I held the door open until they were seated, and stood there in a tremble after I had closed it, yearning to make myself known to them. But the success of the play could not mean that I was innocent of an old man's death. They might never have believed me guilty. "I could throw myself upon their mercy," I mused. "But what if they should turn away with a cold word and a shudder?" Reason is the offspring of wisdom, but it has always been a coward.
"What are you waiting for?" the Senator inquired, with a tap on the window. "Drive on, please."
I mounted, not trusting myself to speak, and drove slowly away, with my eager ear bent low.
"Never saw anything like that play," said the Senator, "never did. But I tell you I was scared at first. Why, when that fellow Bugg Peters came out there I thought surely he would ruin the whole thing. And he was Bugg, up and up. Yes, thought he would spoil it all. Why, Florence, that fellow is the biggest liar on the earth!"
"But he is art, as we saw him to-night, Father."
"Well, yes. He said the very things that Bugg would have said. Yes, art all right enough, but whenever he is, art has turned out to be a monstrous liar. It does seem to me, however, that Bolanyo could have furnished a batch of more respectable characters—more representative, don't you understand—people of better standing. Washington is all right, an advancement, a high type of his race, but the pilot and the shoemaker are—oh, well, they don't represent us. And that old woman's meant for your Aunt Patsey as sure as you live. But in spite of these minor faults it is a beautiful play."

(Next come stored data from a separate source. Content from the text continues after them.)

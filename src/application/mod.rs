//! Application layer - Commands and Handlers.
//!
//! This layer orchestrates domain operations and coordinates between ports.

pub mod handlers;

pub use handlers::bcf::{
    FailedTopic, ImportArchiveCommand, ImportArchiveHandler, ImportReport, ImportedTopic,
    ReconcileIssueCommand, ReconcileIssueHandler, ReconcileIssueResult, ReconcilePorts,
};
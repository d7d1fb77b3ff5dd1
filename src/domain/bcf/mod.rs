//! BCF module - topic markup, issue aggregate and reconciliation rules.
//!
//! # Module Organization
//!
//! - `markup` - Parsed markup document and its records
//! - `status` - Status name resolution snapshot
//! - `topic` - Topic identity from archive entry paths
//! - `issue` - Issue aggregate with viewpoints and comments
//! - `author` - Comment author resolution
//! - `errors` - Fatal and recoverable import errors

mod author;
mod errors;
mod issue;
mod markup;
mod status;
mod topic;

pub use author::{resolve_comment_author, CommentAuthor, Member};
pub use errors::{MarkupError, ReconcileError, SyncFailure};
pub use issue::{Comment, Issue, Snapshot, Viewpoint};
pub use markup::{CommentRecord, MarkupDocument, ViewpointRecord, WorkItemAttributes};
pub use status::StatusMapping;
pub use topic::TopicUuid;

"I wonder," she said, after a moment of silence, "I wonder where Mr. Belford is to-night; if he could only have seen his victory; if—"

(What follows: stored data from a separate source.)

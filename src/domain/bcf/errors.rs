//! BCF import error types.

use thiserror::Error;

use super::TopicUuid;
use crate::domain::foundation::{DomainError, ErrorCode};
use crate::ports::ArchiveError;

/// The markup bytes are not well-formed XML.
#[derive(Debug, Clone, PartialEq, Eq, Error)]
pub enum MarkupError {
    #[error("Malformed markup XML at byte {position}: {reason}")]
    Malformed { position: u64, reason: String },
}

impl MarkupError {
    pub fn malformed(position: u64, reason: impl Into<String>) -> Self {
        MarkupError::Malformed {
            position,
            reason: reason.into(),
        }
    }
}

/// Fatal errors that abort the reconciliation of one topic.
#[derive(Debug, Error)]
pub enum ReconcileError {
    #[error(transparent)]
    MalformedXml(#[from] MarkupError),

    #[error("Archive entry '{path}' is missing")]
    MissingEntry { path: String },

    #[error("Entry path '{0}' does not name a topic folder")]
    InvalidEntryPath(String),

    #[error(transparent)]
    Archive(#[from] ArchiveError),

    #[error(transparent)]
    Infrastructure(#[from] DomainError),
}

impl ReconcileError {
    pub fn missing_entry(path: impl Into<String>) -> Self {
        ReconcileError::MissingEntry { path: path.into() }
    }

    pub fn code(&self) -> ErrorCode {
        match self {
            ReconcileError::MalformedXml(_) => ErrorCode::MalformedMarkup,
            ReconcileError::MissingEntry { .. } => ErrorCode::ArchiveEntryMissing,
            ReconcileError::InvalidEntryPath(_) => ErrorCode::InvalidEntryPath,
            ReconcileError::Archive(_) => ErrorCode::ArchiveUnreadable,
            ReconcileError::Infrastructure(err) => err.code,
        }
    }
}

/// A synchronization with the project-management system that failed
/// without aborting the import.
#[derive(Debug, Clone, PartialEq, Eq, Error)]
pub enum SyncFailure {
    #[error("Failed to synchronize BCF {topic} with work item: {messages}")]
    WorkItem { topic: TopicUuid, messages: String },

    #[error("Failed to create comment {comment} for BCF {topic}: {messages}")]
    Comment {
        topic: TopicUuid,
        comment: String,
        messages: String,
    },

    #[error("Failed to record import note for BCF {topic}: {messages}")]
    ImportNote { topic: TopicUuid, messages: String },
}

impl SyncFailure {
    pub fn code(&self) -> ErrorCode {
        match self {
            SyncFailure::WorkItem { .. } => ErrorCode::WorkItemSyncFailed,
            SyncFailure::Comment { .. } | SyncFailure::ImportNote { .. } => {
                ErrorCode::CommentSyncFailed
            }
        }
    }
}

"Say, there, driver," the Senator cried, "why don't you go ahead? What do you want to halt along here for? I don't want to hurt your feelings, you understand, but I could have more than walked there by this time. Drive up, please."
We were now near the hotel. I drew up at the curb, jumped down and opened the cab door. The Senator got out. I did not look at him. I did not dare to feed my hungry eyes upon her face. He took her hand, and when she had stepped upon the pavement, she turned about. "Oh, wait a moment," she said, "my dress is caught. No, it isn't."
"I will settle with you in a moment," he remarked, looking back at me, as with haste, though with most gallant gentleness, he urged his daughter toward the door, out of the rain. I looked hard at her now, with my heart full of another night, when she had glanced back at me; I waited, gazing, enchained by her grace, until she reached the door, and then I sprung upon the cab and drove away. The Senator shouted, but I did not look around, until, turning a corner, I glanced back, to see him standing bare-headed in the rain, waving his hat at me.